The five carbohydrates sucrose, glucose, lactose, maltose and fructose
used in the present study are naturally occurring food-associated
carbohydrates. Sucrose, glucose and fructose are the three quantitatively
predominant soluble carbohydrates found in fruits (Kinghorn and
Soejarto, 1986) and usually make up more than 90 % of the total sugar
content in fruits (Nagy and Shaw, 1980). Lactose is the predominant
carbohydrate found in milk which is the first diet of mammals. In
primates, milk can contain lactose at concentrations as high as 6-9 g/100
4
ml depending on the species (Hinde and Milligan, 2011). Chimpanzee
milk contains 7.4 g/100 ml of lactose, corresponding to a concentration of
216 mM (Hinde and Milligan, 2011). Maltose contributes to a sweet taste
sensation when the animal is feeding on starch-containing plants during
mastication and via enzymatic degradation starch is converted to sweet-
tasting maltose (Beck and Ziegler, 1989).
The two glycosides stevioside and rebaudioside A used in the present
study are two compounds found in the neotropical plant species Stevia
rebaudiana which is endemic to Paraguay in South America, and belongs
to the plant family Asteraceae (Soejarto, 2002). Stevioside and
rebaudioside A are the two quantitatively predominant substances found
in the leaves of the stevia plant and they are commercially used as low-
calorie sweeteners (DuBois and Prakash, 2012). Further, both substances
have been found to be 100-300 times sweeter than sucrose for humans.

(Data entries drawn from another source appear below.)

//! Structured advisories returned alongside results.
//!
//! Every diagnostic pushed here is also forwarded to the `log` facade, so a
//! binary that installs a logger sees the same messages on stderr.

use log::{info, warn};

#[derive(Debug, Clone, Copy, PartialEq, Eq)]
pub enum Level {
    Info,
    Warning,
}

#[derive(Debug, Clone, PartialEq)]
pub struct Diagnostic {
    pub level: Level,
    /// Feature the message is about, if any.
    pub feature: Option<String>,
    pub message: String,
}

#[derive(Debug, Clone, Default)]
pub struct Diagnostics {
    entries: Vec<Diagnostic>,
}

impl Diagnostics {
    pub fn new() -> Self {
        Self::default()
    }

    pub fn warn(&mut self, message: impl Into<String>) {
        let message = message.into();
        warn!("{}", message);
        self.entries.push(Diagnostic {
            level: Level::Warning,
            feature: None,
            message,
        });
    }

    pub fn warn_feature(&mut self, feature: &str, message: impl Into<String>) {
        let message = message.into();
        warn!("{}: {}", feature, message);
        self.entries.push(Diagnostic {
            level: Level::Warning,
            feature: Some(feature.to_string()),
            message,
        });
    }

    pub fn info(&mut self, message: impl Into<String>) {
        let message = message.into();
        info!("{}", message);
        self.entries.push(Diagnostic {
            level: Level::Info,
            feature: None,
            message,
        });
    }

    pub fn extend(&mut self, other: Diagnostics) {
        self.entries.extend(other.entries);
    }

    pub fn entries(&self) -> &[Diagnostic] {
        &self.entries
    }

    pub fn warnings(&self) -> impl Iterator<Item = &Diagnostic> {
        self.entries.iter().filter(|d| d.level == Level::Warning)
    }

    pub fn has_warning_containing(&self, needle: &str) -> bool {
        self.warnings().any(|d| d.message.contains(needle))
    }

    pub fn is_empty(&self) -> bool {
        self.entries.is_empty()
    }

    pub fn len(&self) -> usize {
        self.entries.len()
    }
}
//! Parametric statistical tests for single-cell data analysis.
//!
//! Two-sample t-tests computed from per-group sums (so sparse rows never need to
//! be densified) and the bimodal likelihood-ratio test, which models each group
//! as a point mass at zero plus a Gaussian over the positive values.

use crate::testing::inference::discrete::likelihood_ratio_test;
use crate::testing::utils::{mean, sample_variance, two_sided_normal_p};
use crate::testing::{TTestType, TestResult};
use statrs::distribution::{ContinuousCDF, StudentsT};

/// Sum, sum of squares and count of one group.
#[derive(Debug, Clone, Copy, Default, PartialEq)]
pub struct GroupSums {
    pub sum: f64,
    pub sum_sq: f64,
    pub n: f64,
}

/// Accumulate per-group sums from sparse `(position, value)` entries; positions
/// `< n1` belong to group 1, implicit zeros add nothing.
pub fn accumulate_group_sums(
    entries: &[(usize, f64)],
    n1: usize,
    n2: usize,
) -> (GroupSums, GroupSums) {
    let mut g1 = GroupSums { n: n1 as f64, ..Default::default() };
    let mut g2 = GroupSums { n: n2 as f64, ..Default::default() };
    for &(pos, value) in entries {
        let target = if pos < n1 { &mut g1 } else { &mut g2 };
        target.sum += value;
        target.sum_sq += value * value;
    }
    (g1, g2)
}

/// Perform a t-test comparing two samples.
///
/// This function performs either Student's t-test (assuming equal variances) or
/// Welch's t-test (allowing unequal variances) on two samples.
pub fn t_test(x: &[f64], y: &[f64], test_type: TTestType) -> TestResult {
    let sums = |values: &[f64]| GroupSums {
        sum: values.iter().sum(),
        sum_sq: values.iter().map(|v| v * v).sum(),
        n: values.len() as f64,
    };
    fast_t_test_from_sums(sums(x), sums(y), test_type)
}

/// Perform a t-test using precomputed summary statistics.
///
/// Computes the test directly from sum and sum-of-squares, avoiding the need to
/// store or iterate through the original data.
pub fn fast_t_test_from_sums(g1: GroupSums, g2: GroupSums, test_type: TTestType) -> TestResult {
    let (n1, n2) = (g1.n, g2.n);
    // Early exit for insufficient sample sizes
    if n1 < 2.0 || n2 < 2.0 {
        return TestResult::null();
    }

    let mean1 = g1.sum / n1;
    let mean2 = g2.sum / n2;

    // Computational formula; tiny negative values are rounding noise
    let var1 = ((g1.sum_sq - g1.sum * g1.sum / n1) / (n1 - 1.0)).max(0.0);
    let var2 = ((g2.sum_sq - g2.sum * g2.sum / n2) / (n2 - 1.0)).max(0.0);

    let mean_diff = mean1 - mean2;

    let (t_stat, df) = match test_type {
        TTestType::Student => {
            // Student's t-test (pooled variance)
            let pooled_var = ((n1 - 1.0) * var1 + (n2 - 1.0) * var2) / (n1 + n2 - 2.0);
            let std_err = (pooled_var * (1.0 / n1 + 1.0 / n2)).sqrt();
            (mean_diff / std_err, n1 + n2 - 2.0)
        }
        TTestType::Welch => {
            let term1 = var1 / n1;
            let term2 = var2 / n2;
            let combined_var = term1 + term2;
            let t = mean_diff / combined_var.sqrt();

            // Welch-Satterthwaite equation for degrees of freedom
            let df = combined_var * combined_var
                / (term1 * term1 / (n1 - 1.0) + term2 * term2 / (n2 - 1.0));
            (t, df)
        }
    };

    TestResult::new(t_stat, t_test_p_value(t_stat, df))
        .with_degrees_of_freedom(df)
        .with_effect_size(mean_diff)
}

fn t_test_p_value(t_stat: f64, df: f64) -> f64 {
    // Constant groups: infinite t separates perfectly, NaN means identical
    if !t_stat.is_finite() {
        return if t_stat.is_infinite() { 0.0 } else { 1.0 };
    }

    if df <= 0.0 || !df.is_finite() {
        return 1.0;
    }

    // The t distribution is indistinguishable from the normal at this point
    if df > 1e5 {
        return two_sided_normal_p(t_stat);
    }

    match StudentsT::new(0.0, 1.0, df) {
        Ok(t_dist) => (2.0 * t_dist.sf(t_stat.abs())).min(1.0),
        Err(_) => 1.0,
    }
}

const BIMOD_MIN_FRACTION: f64 = 1e-5;

/// Log-likelihood of a zero point mass plus a Gaussian over values above zero.
///
/// The Gaussian falls back to unit standard deviation when fewer than two
/// positive values exist or they are all identical.
pub fn bimodal_log_likelihood(values: &[f64]) -> f64 {
    if values.is_empty() {
        return 0.0;
    }
    let positive: Vec<f64> = values.iter().copied().filter(|&v| v > 0.0).collect();
    let n_zero = (values.len() - positive.len()) as f64;
    let n_pos = positive.len() as f64;

    let fraction =
        (n_pos / values.len() as f64).clamp(BIMOD_MIN_FRACTION, 1.0 - BIMOD_MIN_FRACTION);
    let lik_zero = n_zero * (1.0 - fraction).ln();

    let mut sd = if positive.len() < 2 { 1.0 } else { sample_variance(&positive).sqrt() };
    if !(sd > 0.0 && sd.is_finite()) {
        sd = 1.0;
    }
    let mu = mean(&positive);
    let norm_const = -0.5 * (2.0 * std::f64::consts::PI).ln() - sd.ln();
    let gaussian: f64 = positive
        .iter()
        .map(|&v| norm_const - (v - mu) * (v - mu) / (2.0 * sd * sd))
        .sum();

    lik_zero + n_pos * fraction.ln() + gaussian
}

/// Bimodal likelihood-ratio test: separate models per group against one pooled
/// model, chi-square with 3 degrees of freedom.
pub fn bimodal_lrt(x: &[f64], y: &[f64]) -> TestResult {
    let pooled: Vec<f64> = x.iter().chain(y.iter()).copied().collect();
    let separate = bimodal_log_likelihood(x) + bimodal_log_likelihood(y);
    likelihood_ratio_test(separate, bimodal_log_likelihood(&pooled), 3.0)
}
//! Marker discovery between two cell groups, or for every cluster against the rest.
//!
//! [`find_markers`] runs the whole pipeline for one comparison: capability
//! check, pre-filter, optional downsampling, the per-feature test and the
//! assembly of the ranked table. [`find_all_markers`] repeats it for each
//! cluster label.

use anyhow::{Context, Result};
use log::{debug, info};
use serde::{Deserialize, Serialize};
use single_utilities::traits::FloatOpsTS;

use crate::diagnostics::Diagnostics;
use crate::error::MarkerError;
use crate::matrix::{CellGroups, Covariates, DataLayer, FeatureMatrix};
use crate::testing::TestMethod;
use crate::testing::effect::FoldChangeBase;
use crate::testing::inference::{Capabilities, MatrixStatTests, TestContext};
use crate::testing::utils::extract_unique_labels;

pub mod prefilter;
pub mod table;

pub use prefilter::{FilteredFeatures, Prefilter};
pub use table::{MarkerRow, MarkerStats, MarkerTable};

#[derive(Debug, Clone, PartialEq, Serialize, Deserialize)]
#[serde(default)]
pub struct MarkerConfig {
    pub method: TestMethod,
    pub layer: DataLayer,
    pub logfc_threshold: f64,
    pub min_pct: f64,
    pub min_diff_pct: Option<f64>,
    pub only_pos: bool,
    /// Count GLMs skip features expressed in fewer cells than this in both groups.
    pub min_cells_feature: usize,
    /// Groups smaller than this produce a warning.
    pub min_cells_group: usize,
    pub max_cells_per_group: Option<usize>,
    pub random_seed: u64,
    pub pseudocount: f64,
    pub fc_base: FoldChangeBase,
    pub parallel: bool,
}

impl Default for MarkerConfig {
    fn default() -> Self {
        MarkerConfig {
            method: TestMethod::Wilcoxon,
            layer: DataLayer::Data,
            logfc_threshold: 0.25,
            min_pct: 0.1,
            min_diff_pct: None,
            only_pos: false,
            min_cells_feature: 3,
            min_cells_group: 3,
            max_cells_per_group: None,
            random_seed: 1,
            pseudocount: 1.0,
            fc_base: FoldChangeBase::Natural,
            parallel: true,
        }
    }
}

impl MarkerConfig {
    /// Parse a JSON object; missing fields keep their defaults.
    pub fn from_json_str(json: &str) -> Result<Self> {
        serde_json::from_str(json).context("Invalid marker configuration")
    }

    pub fn prefilter(&self) -> Prefilter {
        Prefilter {
            min_pct: self.min_pct,
            min_diff_pct: self.min_diff_pct,
            logfc_threshold: self.logfc_threshold,
            only_pos: self.only_pos,
            bypass: self.method.bypasses_prefilter(),
        }
    }
}

fn check_groups(groups: &CellGroups, config: &MarkerConfig, diagnostics: &mut Diagnostics) {
    for (label, n) in [("Group 1", groups.n1()), ("Group 2", groups.n2())] {
        if n < config.min_cells_group {
            diagnostics.warn(format!(
                "{} has {} cells, fewer than min_cells_group ({})",
                label, n, config.min_cells_group
            ));
        }
    }
}

/// Differential features between the two groups of `groups`.
///
/// Covariates are only used by the regression-based tests; passing them to any
/// other test adds a warning. Errors for unknown capabilities, empty filter
/// results, missing covariate cells or failed model fits abort the call before
/// any table is produced.
pub fn find_markers<T>(
    matrix: &FeatureMatrix<T>,
    groups: &CellGroups,
    covariates: Option<&Covariates>,
    config: &MarkerConfig,
    capabilities: Capabilities,
) -> Result<MarkerTable>
where
    T: FloatOpsTS,
{
    capabilities.require(config.method)?;

    let mut diagnostics = Diagnostics::new();
    check_groups(groups, config, &mut diagnostics);
    if covariates.is_some() && !config.method.uses_covariates() {
        diagnostics.warn(format!(
            "covariates only apply to negbinom, poisson, LR and MAST; ignoring them for {}",
            config.method
        ));
    }

    let filtered = config.prefilter().apply(
        matrix,
        groups,
        config.layer,
        config.pseudocount,
        config.fc_base,
        config.parallel,
    )?;

    let tested_groups = match config.max_cells_per_group {
        Some(max) => groups.downsample(max, config.random_seed),
        None => groups.clone(),
    };
    debug!(
        "Testing {} features over {} vs {} cells",
        filtered.features.len(),
        tested_groups.n1(),
        tested_groups.n2()
    );

    let covariate_rows = match covariates {
        Some(cov) if config.method.uses_covariates() => {
            debug!("Adjusting for {} covariates", cov.n_covariates());
            let cells: Vec<&str> = tested_groups
                .ordered_cells()
                .into_iter()
                .map(|c| matrix.cell_names()[c].as_str())
                .collect();
            Some(cov.reindex(&cells)?)
        }
        _ => None,
    };

    let ctx = TestContext {
        groups: &tested_groups,
        covariates: covariate_rows.as_ref(),
        layer: config.layer,
        min_cells: config.min_cells_feature,
        parallel: config.parallel,
    };
    let (outcomes, test_diagnostics) =
        matrix.marker_test(config.method, &filtered.features, &ctx, capabilities)?;
    diagnostics.extend(test_diagnostics);

    MarkerTable::assemble(
        matrix,
        config.method,
        config.fc_base,
        &filtered.features,
        &filtered.summaries,
        outcomes,
        diagnostics,
    )
}

/// Every cluster of `labels` against all remaining cells, in sorted label order.
///
/// Rows of p-value tables with `p_val >= return_thresh` are dropped. A cluster
/// whose features all fail the pre-filter is reported as a warning and skipped;
/// every other error aborts.
pub fn find_all_markers<T, S>(
    matrix: &FeatureMatrix<T>,
    labels: &[S],
    covariates: Option<&Covariates>,
    config: &MarkerConfig,
    capabilities: Capabilities,
    return_thresh: f64,
) -> Result<MarkerTable>
where
    T: FloatOpsTS,
    S: AsRef<str>,
{
    if labels.len() != matrix.n_cells() {
        return Err(MarkerError::InvalidGroups(format!(
            "{} labels for {} cells",
            labels.len(),
            matrix.n_cells()
        ))
        .into());
    }
    capabilities.require(config.method)?;

    let clusters = extract_unique_labels(labels);
    let mut diagnostics = Diagnostics::new();
    let mut parts = Vec::with_capacity(clusters.len());

    for cluster in &clusters {
        info!("Calculating markers for cluster {}", cluster);
        let groups = CellGroups::from_labels(labels, cluster, None)?;
        let mut table = match find_markers(matrix, &groups, covariates, config, capabilities) {
            Ok(table) => table,
            Err(e) => {
                if matches!(
                    e.downcast_ref::<MarkerError>(),
                    Some(MarkerError::EmptyFeatureSet(_))
                ) {
                    diagnostics.warn(format!("cluster {}: {}", cluster, e));
                    continue;
                }
                return Err(e.context(format!("Marker test failed for cluster {}", cluster)));
            }
        };
        if config.method.reports_p_values() {
            table.retain(|row| row.p_val().is_some_and(|p| p < return_thresh));
        }
        table.tag_cluster(cluster);
        parts.push(table);
    }

    Ok(MarkerTable::concat(
        config.method,
        config.fc_base,
        matrix.n_features(),
        parts,
        diagnostics,
    ))
}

Depending on which reference concentration and psychophysical method
was used, this number may vary (DuBois et al., 1991; Carakostas et al.,
2012; Upreti et al., 2012). Nonetheless, when presented to humans at high
concentrations, these two substances have been reported to have a bitter
side taste (Schiffman et al., 1995).
There are, to my knowledge, no previous studies which assessed the
responsiveness of chimpanzees to any of the sweet tastants mentioned
above except fructose. It was therefore the aim of the present study to
assess the taste responsiveness of chimpanzees to five carbohydrates
(sucrose, fructose, lactose, maltose and glucose) and two steviol
glycosides (stevioside and rebaudioside A) as well as to compare these
results to those of other primate species. To this end, I determined the
taste preference thresholds of Pan troglodytes verus for these seven
substances.
3 Material & methods
3.1 Animals and housing
The present study took place at Borås Zoo in Sweden and included three
West African Chimpanzees (Pan troglodytes verus), one male, Jonathan,
and two females, Pippi and Kankan. Pippi was 48, Kankan 33 and
Jonathan 27 years old at the start of the study. They were housed together
with an additional female which was not included in the study.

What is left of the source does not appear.